In particular, processor 510 may include, for example, a general purpose microprocessor, an instruction set processor and/or related chip set and/or a special purpose microprocessor (e.g., an Application Specific Integrated Circuit (ASIC)), and/or the like. The processor 510 may also include on-board memory for caching purposes. Processor 510 may be a single processing unit or a plurality of processing units for performing different actions of a method flow according to embodiments of the disclosure.

Computer-readable storage media 520, for example, may be non-volatile computer-readable storage media, specific examples including, but not limited to: magnetic storage devices, such as magnetic tape or Hard Disk Drives (HDDs); optical storage devices, such as compact disks (CD-ROMs); a memory, such as a Random Access Memory (RAM) or a flash memory; and so on.

The computer-readable storage medium 520 may include a computer program 521, which computer program 521 may include code/computer-executable instructions that, when executed by the processor 510, cause the processor 510 to perform a method according to an embodiment of the disclosure, or any variation thereof.

The computer program 521 may be configured with, for example, computer program code comprising computer program modules. For example, in an example embodiment, code in computer program 521 may include one or more program modules, including for example 521A, modules 521B, … …. It should be noted that the division and number of modules are not fixed, and those skilled in the art may use suitable program modules or program module combinations according to actual situations, and when these program modules are executed by the processor 510, the processor 510 may execute the method according to the embodiment of the present disclosure or any variation thereof.

According to an embodiment of the present invention, at least one of the above modules may be implemented as a computer program module described with reference to fig. 5, which, when executed by processor 510, may implement the corresponding operations described above.

The present disclosure also provides a computer-readable storage medium, which may be contained in the apparatus/device/system described in the above embodiments; or may exist separately and not be assembled into the device/apparatus/system. The computer-readable storage medium carries one or more programs which, when executed, implement the method according to an embodiment of the disclosure.

According to embodiments of the present disclosure, the computer-readable storage medium may be a non-volatile computer-readable storage medium, which may include, for example but is not limited to: a portable computer diskette, a hard disk, a Random Access Memory (RAM), a read-only memory (ROM), an erasable programmable read-only memory (EPROM or flash memory), a portable compact disc read-only memory (CD-ROM), an optical storage device, a magnetic storage device, or any suitable combination of the foregoing. In the present disclosure, a computer readable storage medium may be any tangible medium that can contain, or store a program for use by or in connection with an instruction execution system, apparatus, or device.

The flowchart and block diagrams in the figures illustrate the architecture, functionality, and operation of possible implementations of systems, methods and computer program products according to various embodiments of the present disclosure. In this regard, each block in the flowchart or block diagrams may represent a module, segment, or portion of code, which comprises one or more executable instructions for implementing the specified logical function(s). It should also be noted that, in some alternative implementations, the functions noted in the block may occur out of the order noted in the figures. For example, two blocks shown in succession may, in fact, be executed substantially concurrently, or the blocks may sometimes be executed in the reverse order, depending upon the functionality involved. It will also be noted that each block of the block diagrams or flowchart illustration, and combinations of blocks in the block diagrams or flowchart illustration, can be implemented by special purpose hardware-based systems which perform the specified functions or acts, or combinations of special purpose hardware and computer instructions.

Those skilled in the art will appreciate that various combinations and/or combinations of features recited in the various embodiments and/or claims of the present disclosure can be made, even if such combinations or combinations are not expressly recited in the present disclosure. In particular, various combinations and/or combinations of the features recited in the various embodiments and/or claims of the present disclosure may be made without departing from the spirit or teaching of the present disclosure. All such combinations and/or associations are within the scope of the present disclosure.

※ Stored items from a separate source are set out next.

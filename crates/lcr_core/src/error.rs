use serde::{Deserialize, Serialize};
use std::fmt;

/// Single structured error shape used across every layer of the crate.
///
/// `code` is a stable machine-readable identifier (e.g. `DB_QUERY_FAILED`);
/// `retryable` tells the caller whether re-running the whole pass may help.
#[derive(Debug, Clone, Serialize, Deserialize, PartialEq, Eq)]
pub struct AppError {
    pub code: String,
    pub message: String,
    pub details: Option<String>,
    pub retryable: bool,
}

impl AppError {
    pub fn new(code: impl Into<String>, message: impl Into<String>) -> Self {
        Self {
            code: code.into(),
            message: message.into(),
            details: None,
            retryable: false,
        }
    }

    pub fn with_details(mut self, details: impl Into<String>) -> Self {
        self.details = Some(details.into());
        self
    }

    pub fn with_retryable(mut self, retryable: bool) -> Self {
        self.retryable = retryable;
        self
    }
}

impl fmt::Display for AppError {
    fn fmt(&self, f: &mut fmt::Formatter<'_>) -> fmt::Result {
        write!(f, "[{}] {}", self.code, self.message)
    }
}

impl std::error::Error for AppError {}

While the disclosure has been shown and described with reference to certain exemplary embodiments thereof, it will be understood by those skilled in the art that various changes in form and details may be made therein without departing from the spirit and scope of the disclosure as defined by the appended claims and their equivalents. Accordingly, the scope of the present disclosure should not be limited to the above-described embodiments, but should be defined not only by the appended claims, but also by equivalents thereof.

Claims (10)

1. An information processing method comprising:

obtaining device information of a second electronic device;

establishing a network connection channel between the first electronic device and the second electronic device based on the device information; and

creating a negotiation channel, a control channel, a data channel, an input channel, and an output channel based on the network connection channel,

the negotiation channel, the control channel and the data channel are bidirectional transmission channels; the input channel is a one-way transmission channel for transmitting to the second electronic equipment; the output channel is a one-way transmission channel for transmitting to the first electronic device;

wherein the obtaining of the device information of the second electronic device comprises: acquiring equipment information broadcasted by second electronic equipment through a near field communication module, wherein the near field communication module comprises a Bluetooth module or an NFC near field communication module;

the establishing a network connection channel between the first electronic device and the second electronic device based on the device information includes: the network connection channel is a high-speed network connection channel and comprises a WIFI direct connection channel or a local area network connection channel.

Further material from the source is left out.